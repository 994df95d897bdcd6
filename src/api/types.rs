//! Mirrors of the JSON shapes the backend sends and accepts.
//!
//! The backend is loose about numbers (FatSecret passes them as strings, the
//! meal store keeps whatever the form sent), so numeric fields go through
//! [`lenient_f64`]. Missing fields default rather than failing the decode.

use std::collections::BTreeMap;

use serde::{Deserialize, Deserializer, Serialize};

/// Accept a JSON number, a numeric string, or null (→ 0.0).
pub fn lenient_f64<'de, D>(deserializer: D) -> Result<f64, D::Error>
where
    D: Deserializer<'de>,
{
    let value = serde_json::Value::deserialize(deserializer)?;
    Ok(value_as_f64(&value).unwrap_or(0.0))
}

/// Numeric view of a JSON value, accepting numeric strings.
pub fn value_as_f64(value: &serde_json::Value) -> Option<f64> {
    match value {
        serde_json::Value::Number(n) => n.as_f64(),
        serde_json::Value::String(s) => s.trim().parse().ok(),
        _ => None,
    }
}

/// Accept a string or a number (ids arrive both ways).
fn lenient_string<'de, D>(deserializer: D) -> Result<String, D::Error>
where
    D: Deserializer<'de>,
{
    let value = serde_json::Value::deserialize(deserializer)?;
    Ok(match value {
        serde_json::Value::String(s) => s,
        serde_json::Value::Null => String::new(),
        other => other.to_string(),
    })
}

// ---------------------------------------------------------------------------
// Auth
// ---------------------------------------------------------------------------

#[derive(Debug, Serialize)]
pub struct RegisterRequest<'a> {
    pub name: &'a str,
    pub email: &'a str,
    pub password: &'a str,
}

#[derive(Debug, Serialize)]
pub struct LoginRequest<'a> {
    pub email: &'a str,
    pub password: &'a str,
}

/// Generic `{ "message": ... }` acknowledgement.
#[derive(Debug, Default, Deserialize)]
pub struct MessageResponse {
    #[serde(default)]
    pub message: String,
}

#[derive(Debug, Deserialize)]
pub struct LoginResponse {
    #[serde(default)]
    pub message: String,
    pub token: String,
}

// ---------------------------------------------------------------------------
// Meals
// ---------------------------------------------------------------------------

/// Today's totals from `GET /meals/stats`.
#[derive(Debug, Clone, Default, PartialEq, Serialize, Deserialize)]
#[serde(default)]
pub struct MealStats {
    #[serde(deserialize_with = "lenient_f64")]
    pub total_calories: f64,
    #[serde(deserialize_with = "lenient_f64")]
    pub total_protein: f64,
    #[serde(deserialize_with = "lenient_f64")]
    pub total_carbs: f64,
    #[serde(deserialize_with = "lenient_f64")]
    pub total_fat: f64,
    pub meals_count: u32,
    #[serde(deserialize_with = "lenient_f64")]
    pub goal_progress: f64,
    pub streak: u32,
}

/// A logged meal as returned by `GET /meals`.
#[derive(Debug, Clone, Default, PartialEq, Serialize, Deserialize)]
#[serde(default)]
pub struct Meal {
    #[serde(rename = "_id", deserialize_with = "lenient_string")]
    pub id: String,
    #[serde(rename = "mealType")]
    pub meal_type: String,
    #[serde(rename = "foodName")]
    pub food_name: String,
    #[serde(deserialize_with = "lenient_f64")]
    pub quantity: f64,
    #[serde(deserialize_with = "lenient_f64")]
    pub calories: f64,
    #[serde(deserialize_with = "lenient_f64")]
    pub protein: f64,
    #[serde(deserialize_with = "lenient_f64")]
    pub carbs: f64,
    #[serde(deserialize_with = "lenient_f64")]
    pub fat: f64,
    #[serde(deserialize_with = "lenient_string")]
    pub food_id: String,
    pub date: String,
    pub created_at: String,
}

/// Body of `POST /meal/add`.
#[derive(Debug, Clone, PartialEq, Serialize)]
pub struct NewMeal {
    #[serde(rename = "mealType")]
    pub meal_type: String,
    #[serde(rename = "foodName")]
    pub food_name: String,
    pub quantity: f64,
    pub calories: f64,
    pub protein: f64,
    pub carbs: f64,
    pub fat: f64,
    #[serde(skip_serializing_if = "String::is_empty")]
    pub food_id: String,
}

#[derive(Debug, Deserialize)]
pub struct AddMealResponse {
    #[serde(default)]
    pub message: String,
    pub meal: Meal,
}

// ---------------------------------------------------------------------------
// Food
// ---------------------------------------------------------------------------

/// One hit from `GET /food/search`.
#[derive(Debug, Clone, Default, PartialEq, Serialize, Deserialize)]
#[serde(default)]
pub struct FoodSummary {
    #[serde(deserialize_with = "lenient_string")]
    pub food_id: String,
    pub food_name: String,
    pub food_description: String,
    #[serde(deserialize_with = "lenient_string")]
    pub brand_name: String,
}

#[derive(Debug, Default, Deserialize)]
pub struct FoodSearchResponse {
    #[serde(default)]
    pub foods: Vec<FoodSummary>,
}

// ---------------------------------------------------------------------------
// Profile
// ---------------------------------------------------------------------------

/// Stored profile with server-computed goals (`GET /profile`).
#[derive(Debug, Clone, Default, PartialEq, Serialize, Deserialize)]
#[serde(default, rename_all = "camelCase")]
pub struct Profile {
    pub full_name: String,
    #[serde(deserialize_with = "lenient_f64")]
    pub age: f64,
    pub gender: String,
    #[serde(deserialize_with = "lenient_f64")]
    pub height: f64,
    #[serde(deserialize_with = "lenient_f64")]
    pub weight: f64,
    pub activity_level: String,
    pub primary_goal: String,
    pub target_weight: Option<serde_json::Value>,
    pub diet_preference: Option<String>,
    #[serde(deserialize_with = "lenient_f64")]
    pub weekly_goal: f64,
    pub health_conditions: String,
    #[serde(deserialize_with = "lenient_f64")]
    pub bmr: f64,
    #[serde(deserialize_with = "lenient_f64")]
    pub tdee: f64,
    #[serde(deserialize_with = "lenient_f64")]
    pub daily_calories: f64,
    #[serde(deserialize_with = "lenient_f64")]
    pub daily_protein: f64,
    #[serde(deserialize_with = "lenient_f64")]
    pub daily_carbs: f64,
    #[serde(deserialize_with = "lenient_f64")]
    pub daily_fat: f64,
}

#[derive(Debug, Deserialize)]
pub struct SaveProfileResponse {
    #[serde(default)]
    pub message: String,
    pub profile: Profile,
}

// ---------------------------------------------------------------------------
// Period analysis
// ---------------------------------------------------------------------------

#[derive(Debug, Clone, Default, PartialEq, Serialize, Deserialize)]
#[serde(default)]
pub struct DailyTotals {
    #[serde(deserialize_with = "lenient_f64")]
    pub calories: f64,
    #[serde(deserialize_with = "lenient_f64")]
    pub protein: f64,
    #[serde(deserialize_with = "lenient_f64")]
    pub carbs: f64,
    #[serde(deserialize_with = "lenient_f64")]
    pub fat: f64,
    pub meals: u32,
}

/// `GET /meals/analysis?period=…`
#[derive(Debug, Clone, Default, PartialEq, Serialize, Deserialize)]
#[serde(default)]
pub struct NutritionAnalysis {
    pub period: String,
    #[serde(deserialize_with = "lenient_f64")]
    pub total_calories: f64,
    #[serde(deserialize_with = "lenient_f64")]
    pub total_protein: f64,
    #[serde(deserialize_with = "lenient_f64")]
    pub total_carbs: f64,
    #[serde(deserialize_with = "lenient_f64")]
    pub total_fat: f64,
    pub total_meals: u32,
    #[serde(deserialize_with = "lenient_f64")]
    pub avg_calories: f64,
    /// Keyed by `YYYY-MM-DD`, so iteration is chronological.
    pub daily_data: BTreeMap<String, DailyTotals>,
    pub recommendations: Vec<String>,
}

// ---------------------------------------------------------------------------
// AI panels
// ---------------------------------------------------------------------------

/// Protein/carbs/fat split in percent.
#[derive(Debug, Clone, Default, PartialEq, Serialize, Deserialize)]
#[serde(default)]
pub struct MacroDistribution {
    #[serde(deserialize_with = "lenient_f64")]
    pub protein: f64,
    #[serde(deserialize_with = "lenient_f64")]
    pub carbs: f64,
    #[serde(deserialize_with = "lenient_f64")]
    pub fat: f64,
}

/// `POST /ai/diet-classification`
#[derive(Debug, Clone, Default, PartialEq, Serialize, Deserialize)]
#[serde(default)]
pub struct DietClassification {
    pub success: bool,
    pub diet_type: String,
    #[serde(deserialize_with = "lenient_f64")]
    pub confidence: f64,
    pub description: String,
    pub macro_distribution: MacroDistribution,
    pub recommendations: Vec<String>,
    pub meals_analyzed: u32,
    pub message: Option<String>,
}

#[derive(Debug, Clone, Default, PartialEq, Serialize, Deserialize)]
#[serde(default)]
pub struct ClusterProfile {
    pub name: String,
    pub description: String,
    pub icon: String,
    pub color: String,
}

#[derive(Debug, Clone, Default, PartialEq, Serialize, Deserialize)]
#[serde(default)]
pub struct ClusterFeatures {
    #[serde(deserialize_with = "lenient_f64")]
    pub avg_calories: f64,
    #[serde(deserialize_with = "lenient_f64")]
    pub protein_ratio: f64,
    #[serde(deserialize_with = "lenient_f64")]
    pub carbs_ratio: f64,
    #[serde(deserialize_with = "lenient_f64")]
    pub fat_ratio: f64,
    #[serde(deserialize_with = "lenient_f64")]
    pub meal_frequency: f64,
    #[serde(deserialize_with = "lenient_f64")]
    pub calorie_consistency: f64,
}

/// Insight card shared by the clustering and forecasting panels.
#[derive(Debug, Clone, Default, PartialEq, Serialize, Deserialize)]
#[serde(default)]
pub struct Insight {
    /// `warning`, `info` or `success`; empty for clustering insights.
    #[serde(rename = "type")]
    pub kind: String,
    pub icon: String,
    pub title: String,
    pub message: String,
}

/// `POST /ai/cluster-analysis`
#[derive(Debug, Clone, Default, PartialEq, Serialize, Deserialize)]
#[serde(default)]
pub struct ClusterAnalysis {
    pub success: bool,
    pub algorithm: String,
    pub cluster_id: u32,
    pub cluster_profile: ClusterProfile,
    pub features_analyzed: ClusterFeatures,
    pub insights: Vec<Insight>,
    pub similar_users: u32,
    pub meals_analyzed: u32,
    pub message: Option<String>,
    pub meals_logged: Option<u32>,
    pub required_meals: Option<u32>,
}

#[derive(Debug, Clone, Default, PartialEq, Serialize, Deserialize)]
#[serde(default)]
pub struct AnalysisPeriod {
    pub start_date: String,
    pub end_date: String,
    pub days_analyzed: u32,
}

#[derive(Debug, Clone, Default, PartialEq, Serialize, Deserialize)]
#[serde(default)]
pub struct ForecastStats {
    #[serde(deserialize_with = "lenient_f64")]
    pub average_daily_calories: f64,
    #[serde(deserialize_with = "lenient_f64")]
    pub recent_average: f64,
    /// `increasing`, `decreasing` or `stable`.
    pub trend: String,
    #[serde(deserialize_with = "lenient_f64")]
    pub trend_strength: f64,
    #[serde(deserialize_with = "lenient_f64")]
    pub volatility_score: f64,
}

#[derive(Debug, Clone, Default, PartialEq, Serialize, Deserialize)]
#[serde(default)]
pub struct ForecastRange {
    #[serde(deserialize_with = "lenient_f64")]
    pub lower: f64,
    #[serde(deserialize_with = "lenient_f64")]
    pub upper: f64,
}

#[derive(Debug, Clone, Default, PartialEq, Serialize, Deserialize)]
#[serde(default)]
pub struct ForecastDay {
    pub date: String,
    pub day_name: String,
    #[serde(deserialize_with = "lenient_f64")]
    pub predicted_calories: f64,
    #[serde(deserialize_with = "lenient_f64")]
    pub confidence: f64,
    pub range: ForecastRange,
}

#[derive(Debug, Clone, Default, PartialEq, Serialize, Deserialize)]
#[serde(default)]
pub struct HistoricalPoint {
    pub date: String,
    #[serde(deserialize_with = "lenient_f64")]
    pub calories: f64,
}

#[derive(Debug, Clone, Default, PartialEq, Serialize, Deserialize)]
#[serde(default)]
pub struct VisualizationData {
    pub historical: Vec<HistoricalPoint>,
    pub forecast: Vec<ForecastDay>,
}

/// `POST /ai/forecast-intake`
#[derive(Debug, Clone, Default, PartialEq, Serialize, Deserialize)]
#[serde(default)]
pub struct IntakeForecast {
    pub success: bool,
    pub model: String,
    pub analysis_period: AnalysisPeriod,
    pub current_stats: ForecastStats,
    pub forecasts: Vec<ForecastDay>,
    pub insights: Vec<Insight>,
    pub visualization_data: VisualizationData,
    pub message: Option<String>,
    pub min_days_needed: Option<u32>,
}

WORK TASK ▸
Copy every line of the listing where the word "VisualizationData" appears.

COMPLETED TASK ▸
pub struct VisualizationData {
    pub visualization_data: VisualizationData,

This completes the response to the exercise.